[[ Input material, beginning ]]

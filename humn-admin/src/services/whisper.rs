//! OpenAI Whisper transcription client

use super::{check_status, AudioClip, Transcriber};
use crate::Result;
use async_trait::async_trait;
use reqwest::multipart::{Form, Part};
use serde::Deserialize;
use tracing::debug;

const TRANSCRIPTIONS_URL: &str = "https://api.openai.com/v1/audio/transcriptions";
const MODEL: &str = "whisper-1";

#[derive(Debug, Deserialize)]
struct TranscriptionResponse {
    #[serde(default)]
    text: String,
}

/// Whisper API client
pub struct WhisperClient {
    http: reqwest::Client,
    api_key: String,
}

impl WhisperClient {
    pub fn new(http: reqwest::Client, api_key: String) -> Self {
        Self { http, api_key }
    }
}

#[async_trait]
impl Transcriber for WhisperClient {
    async fn transcribe(&self, clip: AudioClip) -> Result<String> {
        debug!(
            file = %clip.file_name,
            bytes = clip.bytes.len(),
            "Sending audio to Whisper"
        );

        let mut part = Part::bytes(clip.bytes).file_name(clip.file_name);
        if let Some(content_type) = clip.content_type.as_deref() {
            part = part.mime_str(content_type)?;
        }
        let form = Form::new().text("model", MODEL).part("file", part);

        let response = self
            .http
            .post(TRANSCRIPTIONS_URL)
            .bearer_auth(&self.api_key)
            .multipart(form)
            .send()
            .await?;
        let response = check_status("Whisper", response).await?;

        let body: TranscriptionResponse = response.json().await?;
        Ok(body.text)
    }
}
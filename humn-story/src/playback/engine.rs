//! Story playback engine
//!
//! Single-track state machine over a `SectionCatalog`:
//!
//! ```text
//! Loading ──ready──▶ Paused ◀──toggle──▶ Playing
//!    ▲  └─ready+autoplay──────────────────▶ │
//!    │                                      │ complete
//!    └──── next narration / seek / replay ◀─┘
//! ```
//!
//! "Ended" is `Paused` with `ended` set; the only way out is a replay.
//!
//! Every transition runs on the caller's thread. Side effects go through the
//! `MediaBackend` and the `EventBus`; no failure escapes as an error.

use super::controls::{self, Control, ControlAvailability, KeyPress};
use super::media::{MediaBackend, MediaError, MediaEvent, MediaEventKind, ResourceId};
use super::navigator::SectionNavigator;
use super::session::PlaybackSession;
use crate::story::{Section, SectionCatalog};
use humn_common::events::{EventBus, PlaybackState, ScrollTarget, StoryEvent};
use humn_common::time;
use tracing::{debug, info, trace, warn};

/// Playback engine owning the session and its single live media resource
pub struct PlaybackEngine<M: MediaBackend> {
    catalog: SectionCatalog,
    media: M,
    session: PlaybackSession,
    /// The only resource whose events are honoured
    live: Option<ResourceId>,
    next_resource: u64,
    events: EventBus,
}

impl<M: MediaBackend> PlaybackEngine<M> {
    /// Mount a session: position on the first narration and start loading it
    pub fn new(catalog: SectionCatalog, media: M, events: EventBus) -> Self {
        let start = SectionNavigator::new(&catalog).first_narration().unwrap_or(0);
        info!(
            "Story session mounted: {} sections, starting at {}",
            catalog.len(),
            start
        );

        let mut engine = Self {
            catalog,
            media,
            session: PlaybackSession::new(start),
            live: None,
            next_resource: 1,
            events,
        };
        engine.load(start);
        engine
    }

    pub fn catalog(&self) -> &SectionCatalog {
        &self.catalog
    }

    pub fn session(&self) -> &PlaybackSession {
        &self.session
    }

    pub fn media(&self) -> &M {
        &self.media
    }

    /// Backend access for drivers that advance it (e.g. a clock).
    ///
    /// Resource lifecycle stays with the engine.
    pub fn media_mut(&mut self) -> &mut M {
        &mut self.media
    }

    pub fn events(&self) -> &EventBus {
        &self.events
    }

    pub fn current_section(&self) -> Option<&Section> {
        self.catalog.get(self.session.current_index)
    }

    /// Resource currently attached to the session
    pub fn live_resource(&self) -> Option<ResourceId> {
        self.live
    }

    pub fn controls(&self) -> ControlAvailability {
        ControlAvailability::for_session(&self.session, self.catalog.len())
    }

    /// Whole-story progress in [0, 1]
    pub fn overall_progress(&self) -> f64 {
        controls::overall_progress(&self.session, self.catalog.len())
    }

    // ------------------------------------------------------------------
    // Listener-facing transitions
    // ------------------------------------------------------------------

    /// Play/pause; replays after the end and retries after a failure
    pub fn toggle_play_pause(&mut self) {
        if self.session.ended {
            let start = SectionNavigator::new(&self.catalog)
                .first_narration()
                .unwrap_or(0);
            info!("Replaying story from section {}", start);
            self.emit(StoryEvent::ScrollRequested {
                target: ScrollTarget::Top,
                timestamp: time::now(),
            });
            self.session.pending_autoplay = true;
            self.load(start);
            return;
        }

        if self.session.failed {
            let index = self.session.current_index;
            info!("Retrying section {}", index);
            self.session.pending_autoplay = true;
            self.load(index);
            return;
        }

        let Some(id) = self.live else {
            debug!("Toggle ignored: no media resource attached");
            return;
        };
        if !self.session.ready {
            debug!("Toggle ignored: section {} not ready", self.session.current_index);
            return;
        }

        match self.session.state {
            PlaybackState::Playing => {
                self.media.pause(id);
                self.set_state(PlaybackState::Paused);
            }
            PlaybackState::Paused => {
                let first = SectionNavigator::new(&self.catalog).first_narration();
                if Some(self.session.current_index) == first && self.session.progress == 0.0 {
                    self.emit(StoryEvent::ScrollRequested {
                        target: ScrollTarget::Section {
                            index: self.session.current_index,
                        },
                        timestamp: time::now(),
                    });
                }
                self.start_playback(id);
            }
            PlaybackState::Loading => {
                debug!("Toggle ignored while loading");
            }
        }
    }

    /// Advance the narration speed cycle
    pub fn cycle_speed(&mut self) {
        let speed = self.session.speed.next();
        self.session.speed = speed;
        if let Some(id) = self.live {
            self.media.set_rate(id, speed.rate());
        }
        debug!("Playback speed set to {}", speed);
        self.emit(StoryEvent::SpeedChanged {
            speed,
            timestamp: time::now(),
        });
    }

    /// Jump to a section.
    ///
    /// Calls-to-action resolve to the nearest narration in the direction of
    /// travel. Selecting the current section while paused acts as
    /// play/pause: it resumes in place, or replays once the story ended.
    pub fn seek(&mut self, index: usize) {
        let current = self.session.current_index;
        let Some(target) = SectionNavigator::new(&self.catalog).resolve_seek(index, current) else {
            debug!("Seek to {} has no narration target; ignoring", index);
            return;
        };

        if target == current && self.session.state == PlaybackState::Paused {
            self.toggle_play_pause();
            return;
        }

        debug!("Seeking from section {} to {}", current, target);
        self.session.pending_autoplay = true;
        self.emit(StoryEvent::ScrollRequested {
            target: ScrollTarget::Section { index: target },
            timestamp: time::now(),
        });
        self.load(target);
    }

    /// Previous section (no-op on the first)
    pub fn skip_back(&mut self) {
        let current = self.session.current_index;
        if current > 0 {
            self.seek(current - 1);
        }
    }

    /// Next section (no-op on the last)
    pub fn skip_forward(&mut self) {
        let current = self.session.current_index;
        if current + 1 < self.catalog.len() {
            self.seek(current + 1);
        }
    }

    /// Apply a control if it is currently available.
    ///
    /// Returns whether the control was accepted.
    pub fn apply(&mut self, control: Control) -> bool {
        if !self.controls().allows(control) {
            debug!("Control {:?} unavailable in {:?}", control, self.session.state);
            return false;
        }

        match control {
            Control::TogglePlayPause => self.toggle_play_pause(),
            Control::SkipBack => self.skip_back(),
            Control::SkipForward => self.skip_forward(),
            Control::CycleSpeed => self.cycle_speed(),
            Control::Seek(index) => self.seek(index),
        }
        true
    }

    /// Global keyboard binding (space bar → play/pause)
    pub fn handle_key(&mut self, press: KeyPress) -> bool {
        match controls::control_for_key(&press, &self.controls()) {
            Some(control) => self.apply(control),
            None => false,
        }
    }

    // ------------------------------------------------------------------
    // Media lifecycle
    // ------------------------------------------------------------------

    /// Feed a lifecycle event from the backend.
    ///
    /// Events from anything but the live resource are dropped.
    pub fn handle_media_event(&mut self, event: MediaEvent) {
        if self.live != Some(event.resource) {
            debug!(
                "Dropping {:?} from detached resource {}",
                event.kind, event.resource
            );
            return;
        }

        match event.kind {
            MediaEventKind::Ready => self.on_resource_ready(event.resource),
            MediaEventKind::Progress { position, duration } => self.on_progress(position, duration),
            MediaEventKind::Completed => self.on_section_complete(),
            MediaEventKind::Failed { reason } => self.fail(MediaError::Load(reason)),
        }
    }

    /// Release the live resource; the session is over
    pub fn shutdown(&mut self) {
        if self.live.is_some() {
            info!("Story session unmounted");
        }
        self.teardown();
    }

    fn on_resource_ready(&mut self, id: ResourceId) {
        if self.session.ready {
            debug!("Duplicate ready from {}", id);
            return;
        }

        self.session.ready = true;
        self.session.failed = false;
        self.media.set_rate(id, self.session.speed.rate());

        if self.session.pending_autoplay {
            self.session.pending_autoplay = false;
            self.start_playback(id);
        } else {
            self.set_state(PlaybackState::Paused);
        }
    }

    fn on_progress(&mut self, position: f64, duration: f64) {
        if !duration.is_finite() || duration <= 0.0 || !position.is_finite() {
            return;
        }

        let progress = (position / duration).clamp(0.0, 1.0);
        self.session.progress = progress;
        self.emit(StoryEvent::ProgressUpdated {
            index: self.session.current_index,
            progress,
            timestamp: time::now(),
        });
    }

    fn on_section_complete(&mut self) {
        let current = self.session.current_index;
        match SectionNavigator::new(&self.catalog).next_narration_after(current) {
            Some(next) => {
                info!("Section {} complete, continuing with {}", current, next);
                self.session.pending_autoplay = true;
                self.emit(StoryEvent::ScrollRequested {
                    target: ScrollTarget::Section { index: next },
                    timestamp: time::now(),
                });
                self.load(next);
            }
            None => {
                info!("Story complete after section {}", current);
                self.session.ended = true;
                self.set_state(PlaybackState::Paused);
                self.emit(StoryEvent::StoryEnded {
                    timestamp: time::now(),
                });
            }
        }
    }

    // ------------------------------------------------------------------
    // Internals
    // ------------------------------------------------------------------

    /// Tear down the live resource and acquire one for `index`
    fn load(&mut self, index: usize) {
        self.teardown();

        self.session.current_index = index;
        self.session.progress = 0.0;
        self.session.ended = false;
        self.session.ready = false;
        self.session.failed = false;

        let (section_id, source) = match self.catalog.get(index) {
            Some(section) => (section.id.clone(), section.audio_ref().map(str::to_string)),
            None => {
                warn!("Load requested for missing section {}", index);
                return;
            }
        };

        self.emit(StoryEvent::SectionLoading {
            index,
            section_id: section_id.clone(),
            timestamp: time::now(),
        });
        self.set_state(PlaybackState::Loading);

        let Some(source) = source else {
            self.fail(MediaError::NoSource);
            return;
        };

        let id = ResourceId(self.next_resource);
        self.next_resource += 1;

        match self.media.acquire(id, &source, self.session.speed.rate()) {
            Ok(()) => {
                debug!("Acquired {} for section '{}' ({})", id, section_id, source);
                self.live = Some(id);
            }
            Err(error) => self.fail(error),
        }
    }

    /// Stop, detach and release the live resource
    fn teardown(&mut self) {
        if let Some(id) = self.live.take() {
            self.media.pause(id);
            self.media.release(id);
            debug!("Released {}", id);
        }
    }

    fn start_playback(&mut self, id: ResourceId) {
        match self.media.play(id) {
            Ok(()) => self.set_state(PlaybackState::Playing),
            Err(error) => {
                warn!(
                    "Playback did not start on section {}: {}",
                    self.session.current_index, error
                );
                self.set_state(PlaybackState::Paused);
            }
        }
    }

    /// Recoverable media failure: stay on the section, paused
    fn fail(&mut self, error: MediaError) {
        let index = self.session.current_index;
        warn!("Media failure on section {}: {}", index, error);

        self.session.ready = false;
        self.session.failed = true;
        self.set_state(PlaybackState::Paused);
        self.emit(StoryEvent::MediaFailed {
            index,
            reason: error.to_string(),
            timestamp: time::now(),
        });
    }

    fn set_state(&mut self, new_state: PlaybackState) {
        let old_state = self.session.state;
        if old_state == new_state {
            return;
        }

        self.session.state = new_state;
        debug!("Playback state {} -> {}", old_state, new_state);
        self.emit(StoryEvent::PlaybackStateChanged {
            old_state,
            new_state,
            index: self.session.current_index,
            timestamp: time::now(),
        });
    }

    fn emit(&self, event: StoryEvent) {
        trace!("Emitting {}", event.event_type());
        self.events.emit_lossy(event);
    }
}

impl<M: MediaBackend> Drop for PlaybackEngine<M> {
    fn drop(&mut self) {
        self.teardown();
    }
}
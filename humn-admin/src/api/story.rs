//! Public story catalog

use axum::{
    extract::{Query, State},
    Json,
};
use humn_story::story::{hum_story, StoryAudience, StoryOptions};
use serde::Deserialize;
use serde_json::{json, Value};

use super::non_blank;
use crate::{AppState, Result};

#[derive(Debug, Default, Deserialize)]
pub struct StoryQuery {
    /// Visitor name from an invite link
    visitor: Option<String>,
    /// Signed-in member name; hides calls-to-action
    member: Option<String>,
}

/// GET /api/story?visitor=<name>&member=<name>
///
/// Returns `{"sections": [...]}` personalized for the audience.
pub async fn get_story(
    State(state): State<AppState>,
    Query(query): Query<StoryQuery>,
) -> Result<Json<Value>> {
    let audience = StoryAudience {
        visitor_name: non_blank(query.visitor),
        member_name: non_blank(query.member),
    };
    let options = StoryOptions::from_config(&state.config.story, audience);
    let catalog = hum_story(&options)?;

    Ok(Json(json!({ "sections": catalog })))
}
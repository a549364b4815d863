//! Per-visit playback session state

use humn_common::events::{PlaybackSpeed, PlaybackState};
use serde::Serialize;

/// Mutable state of one story view
///
/// Owned by `PlaybackEngine`; callers only ever see copies.
#[derive(Debug, Clone, PartialEq, Serialize)]
#[serde(rename_all = "camelCase")]
pub struct PlaybackSession {
    /// Section being played; always a narration
    pub current_index: usize,
    pub state: PlaybackState,
    /// Final narration finished with nothing left to advance to
    pub ended: bool,
    /// Live resource reported ready and has not failed since
    pub ready: bool,
    /// Live resource (or its acquisition) failed; a toggle retries
    pub failed: bool,
    /// Position within the current section, in [0, 1]
    pub progress: f64,
    pub speed: PlaybackSpeed,
    /// Next ready resource starts without a user gesture
    pub pending_autoplay: bool,
}

impl PlaybackSession {
    /// Fresh session positioned at `index`
    pub fn new(index: usize) -> Self {
        Self {
            current_index: index,
            state: PlaybackState::Loading,
            ended: false,
            ready: false,
            failed: false,
            progress: 0.0,
            speed: PlaybackSpeed::Normal,
            pending_autoplay: false,
        }
    }

    pub fn is_loading(&self) -> bool {
        self.state == PlaybackState::Loading
    }
}
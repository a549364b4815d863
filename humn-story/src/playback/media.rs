//! Media effect layer
//!
//! The engine never touches audio directly. It asks a `MediaBackend` to
//! acquire, start, pause, re-rate and release resources, and the backend
//! reports lifecycle events back through `PlaybackEngine::handle_media_event`.
//!
//! Every resource is identified by a `ResourceId` that is never reused within
//! a session. The engine only honours events carrying the id of its live
//! resource, which is how a released resource's listeners are "detached".

use thiserror::Error;

/// Identifier of one acquired media resource
#[derive(Debug, Clone, Copy, PartialEq, Eq, Hash, PartialOrd, Ord)]
pub struct ResourceId(pub u64);

impl std::fmt::Display for ResourceId {
    fn fmt(&self, f: &mut std::fmt::Formatter<'_>) -> std::fmt::Result {
        write!(f, "res#{}", self.0)
    }
}

/// Recoverable media failures
#[derive(Debug, Clone, Error, PartialEq, Eq)]
pub enum MediaError {
    /// The resource could not be fetched or decoded
    #[error("Media load failed: {0}")]
    Load(String),

    /// Playback start was refused (e.g. autoplay without a user gesture)
    #[error("Playback refused: {0}")]
    PlayRefused(String),

    /// The section has no narration audio to load
    #[error("Section has no audio")]
    NoSource,

    /// The backend does not know this resource
    #[error("Unknown resource {0}")]
    UnknownResource(ResourceId),
}

/// Media lifecycle notifications
#[derive(Debug, Clone, PartialEq)]
pub enum MediaEventKind {
    /// Fully buffered; playable through
    Ready,
    /// Playback position moved (seconds)
    Progress { position: f64, duration: f64 },
    /// Reached the end of the narration
    Completed,
    /// Load or decode failed
    Failed { reason: String },
}

/// Event from a specific resource
#[derive(Debug, Clone, PartialEq)]
pub struct MediaEvent {
    pub resource: ResourceId,
    pub kind: MediaEventKind,
}

impl MediaEvent {
    pub fn new(resource: ResourceId, kind: MediaEventKind) -> Self {
        Self { resource, kind }
    }
}

/// Effect layer translating engine transitions into media operations
///
/// Implementations must not call back into the engine synchronously;
/// lifecycle events are delivered later through the owner's event loop.
pub trait MediaBackend {
    /// Acquire a resource for `source` and begin preloading it at `rate`
    fn acquire(&mut self, id: ResourceId, source: &str, rate: f64) -> Result<(), MediaError>;

    /// Start playback. `Ok` means playback has actually started.
    fn play(&mut self, id: ResourceId) -> Result<(), MediaError>;

    fn pause(&mut self, id: ResourceId);

    fn set_rate(&mut self, id: ResourceId, rate: f64);

    /// Stop and discard the resource; no further events may be honoured
    fn release(&mut self, id: ResourceId);
}

impl<M: MediaBackend + ?Sized> MediaBackend for Box<M> {
    fn acquire(&mut self, id: ResourceId, source: &str, rate: f64) -> Result<(), MediaError> {
        (**self).acquire(id, source, rate)
    }

    fn play(&mut self, id: ResourceId) -> Result<(), MediaError> {
        (**self).play(id)
    }

    fn pause(&mut self, id: ResourceId) {
        (**self).pause(id)
    }

    fn set_rate(&mut self, id: ResourceId, rate: f64) {
        (**self).set_rate(id, rate)
    }

    fn release(&mut self, id: ResourceId) {
        (**self).release(id)
    }
}
//! The candidate roster and its accounting.

use crate::candidate::{Candidate, CandidateId, CandidateSummaries};
use crate::error::RegistryError;
use crate::payout::PayoutSink;
use election_types::{Amount, Principal};
use serde::{Deserialize, Serialize};

/// Ordered, index-addressed candidate roster.
///
/// Indices follow swap-and-pop semantics: [`delete`](Self::delete) overwrites
/// the removed slot with the last candidate and truncates. Callers that need
/// a durable handle should hold the [`CandidateId`] instead.
#[derive(Clone, Debug, Default)]
pub struct CandidateRegistry {
    candidates: Vec<Candidate>,
    next_id: CandidateId,
}

/// Serializable state of a registry.
#[derive(Clone, Debug, Serialize, Deserialize)]
pub struct RegistrySnapshot {
    pub candidates: Vec<Candidate>,
    pub next_id: CandidateId,
}

impl CandidateRegistry {
    pub fn new() -> Self {
        Self::default()
    }

    pub fn len(&self) -> usize {
        self.candidates.len()
    }

    pub fn is_empty(&self) -> bool {
        self.candidates.is_empty()
    }

    pub fn iter(&self) -> impl Iterator<Item = &Candidate> {
        self.candidates.iter()
    }

    fn check_index(&self, index: usize) -> Result<(), RegistryError> {
        if index < self.candidates.len() {
            Ok(())
        } else {
            Err(RegistryError::InvalidIndex {
                index,
                len: self.candidates.len(),
            })
        }
    }

    fn slot_mut(&mut self, index: usize) -> Result<&mut Candidate, RegistryError> {
        let len = self.candidates.len();
        self.candidates
            .get_mut(index)
            .ok_or(RegistryError::InvalidIndex { index, len })
    }

    /// Append a candidate with zero votes and zero funds; returns its index.
    pub fn add(
        &mut self,
        name: impl Into<String>,
        description: impl Into<String>,
        payout_address: Principal,
    ) -> Result<usize, RegistryError> {
        if payout_address.is_zero() {
            return Err(RegistryError::InvalidAddress);
        }
        let id = self.next_id;
        self.next_id = self.next_id.checked_add(1).ok_or(RegistryError::Overflow)?;
        self.candidates.push(Candidate {
            id,
            name: name.into(),
            description: description.into(),
            vote_count: 0,
            payout_address,
            funds: Amount::ZERO,
        });
        Ok(self.candidates.len() - 1)
    }

    /// Overwrite the descriptive fields of a candidate; votes and funds are kept.
    pub fn update(
        &mut self,
        index: usize,
        name: impl Into<String>,
        description: impl Into<String>,
        payout_address: Principal,
    ) -> Result<(), RegistryError> {
        self.check_index(index)?;
        if payout_address.is_zero() {
            return Err(RegistryError::InvalidAddress);
        }
        let candidate = self.slot_mut(index)?;
        candidate.name = name.into();
        candidate.description = description.into();
        candidate.payout_address = payout_address;
        Ok(())
    }

    /// Remove the candidate at `index` by moving the last candidate into its slot.
    ///
    /// Returns the removed candidate.
    pub fn delete(&mut self, index: usize) -> Result<Candidate, RegistryError> {
        self.check_index(index)?;
        Ok(self.candidates.swap_remove(index))
    }

    /// Add `amount` to the candidate's accumulated funds; returns the new total.
    pub fn fund(&mut self, index: usize, amount: Amount) -> Result<Amount, RegistryError> {
        self.check_index(index)?;
        if amount.is_zero() {
            return Err(RegistryError::ZeroAmount);
        }
        let candidate = self.slot_mut(index)?;
        candidate.funds = candidate
            .funds
            .checked_add(amount)
            .ok_or(RegistryError::Overflow)?;
        Ok(candidate.funds)
    }

    /// Pay the candidate's whole balance out to its payout address.
    ///
    /// The balance is zeroed before the transfer is attempted and restored if
    /// the sink rejects it, so a failed withdrawal leaves no trace.
    pub fn withdraw(
        &mut self,
        index: usize,
        caller: &Principal,
        sink: &mut dyn PayoutSink,
    ) -> Result<Amount, RegistryError> {
        let candidate = self.slot_mut(index)?;
        if candidate.payout_address != *caller {
            return Err(RegistryError::NotPayoutAddress {
                index,
                caller: caller.to_string(),
            });
        }
        if candidate.funds.is_zero() {
            return Err(RegistryError::NoFunds(index));
        }

        let amount = std::mem::replace(&mut candidate.funds, Amount::ZERO);
        if let Err(rejected) = sink.transfer(caller, amount) {
            candidate.funds = amount;
            tracing::warn!(index, %caller, %amount, "payout rejected, balance restored");
            return Err(RegistryError::TransferFailed {
                index,
                reason: rejected.0,
            });
        }
        Ok(amount)
    }

    /// Increment the candidate's vote count; returns the new count.
    pub fn record_vote(&mut self, index: usize) -> Result<u64, RegistryError> {
        let candidate = self.slot_mut(index)?;
        candidate.vote_count = candidate
            .vote_count
            .checked_add(1)
            .ok_or(RegistryError::Overflow)?;
        Ok(candidate.vote_count)
    }

    pub fn get_details(&self, index: usize) -> Result<&Candidate, RegistryError> {
        self.candidates.get(index).ok_or(RegistryError::InvalidIndex {
            index,
            len: self.candidates.len(),
        })
    }

    pub fn get_all(&self) -> CandidateSummaries {
        let mut summaries = CandidateSummaries::default();
        for c in &self.candidates {
            summaries.names.push(c.name.clone());
            summaries.descriptions.push(c.description.clone());
            summaries.vote_counts.push(c.vote_count);
        }
        summaries
    }

    /// Current position of the candidate with the given id.
    pub fn position_of(&self, id: CandidateId) -> Option<usize> {
        self.candidates.iter().position(|c| c.id == id)
    }

    /// The candidate with the most votes; on ties the lowest index wins.
    pub fn leader(&self) -> Option<(usize, &Candidate)> {
        let mut best: Option<(usize, &Candidate)> = None;
        for (i, c) in self.candidates.iter().enumerate() {
            match best {
                Some((_, leader)) if c.vote_count <= leader.vote_count => {}
                _ => best = Some((i, c)),
            }
        }
        best
    }

    pub fn snapshot(&self) -> RegistrySnapshot {
        RegistrySnapshot {
            candidates: self.candidates.clone(),
            next_id: self.next_id,
        }
    }

    pub fn from_snapshot(snapshot: RegistrySnapshot) -> Self {
        Self {
            candidates: snapshot.candidates,
            next_id: snapshot.next_id,
        }
    }
}
//! Errors raised while parsing or converting fundamental types.

use thiserror::Error;

#[derive(Debug, Error, PartialEq, Eq)]
pub enum TypesError {
    #[error("invalid principal {0:?}: expected 0x followed by 40 hex digits")]
    InvalidPrincipal(String),

    #[error("unknown phase {0}")]
    UnknownPhase(u8),

    #[error("invalid amount {0:?}")]
    InvalidAmount(String),
}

[[ Input material, end ]]

The task: Exactly as they appear, copy the lines of the listing above from the first through the one that contains "impl Transcriber for", and nothing more.

Problem solution:
filename humn-admin/src/services/whisper.rs
//! OpenAI Whisper transcription client

use super::{check_status, AudioClip, Transcriber};
use crate::Result;
use async_trait::async_trait;
use reqwest::multipart::{Form, Part};
use serde::Deserialize;
use tracing::debug;

const TRANSCRIPTIONS_URL: &str = "https://api.openai.com/v1/audio/transcriptions";
const MODEL: &str = "whisper-1";

#[derive(Debug, Deserialize)]
struct TranscriptionResponse {
    #[serde(default)]
    text: String,
}

/// Whisper API client
pub struct WhisperClient {
    http: reqwest::Client,
    api_key: String,
}

impl WhisperClient {
    pub fn new(http: reqwest::Client, api_key: String) -> Self {
        Self { http, api_key }
    }
}

#[async_trait]
impl Transcriber for WhisperClient {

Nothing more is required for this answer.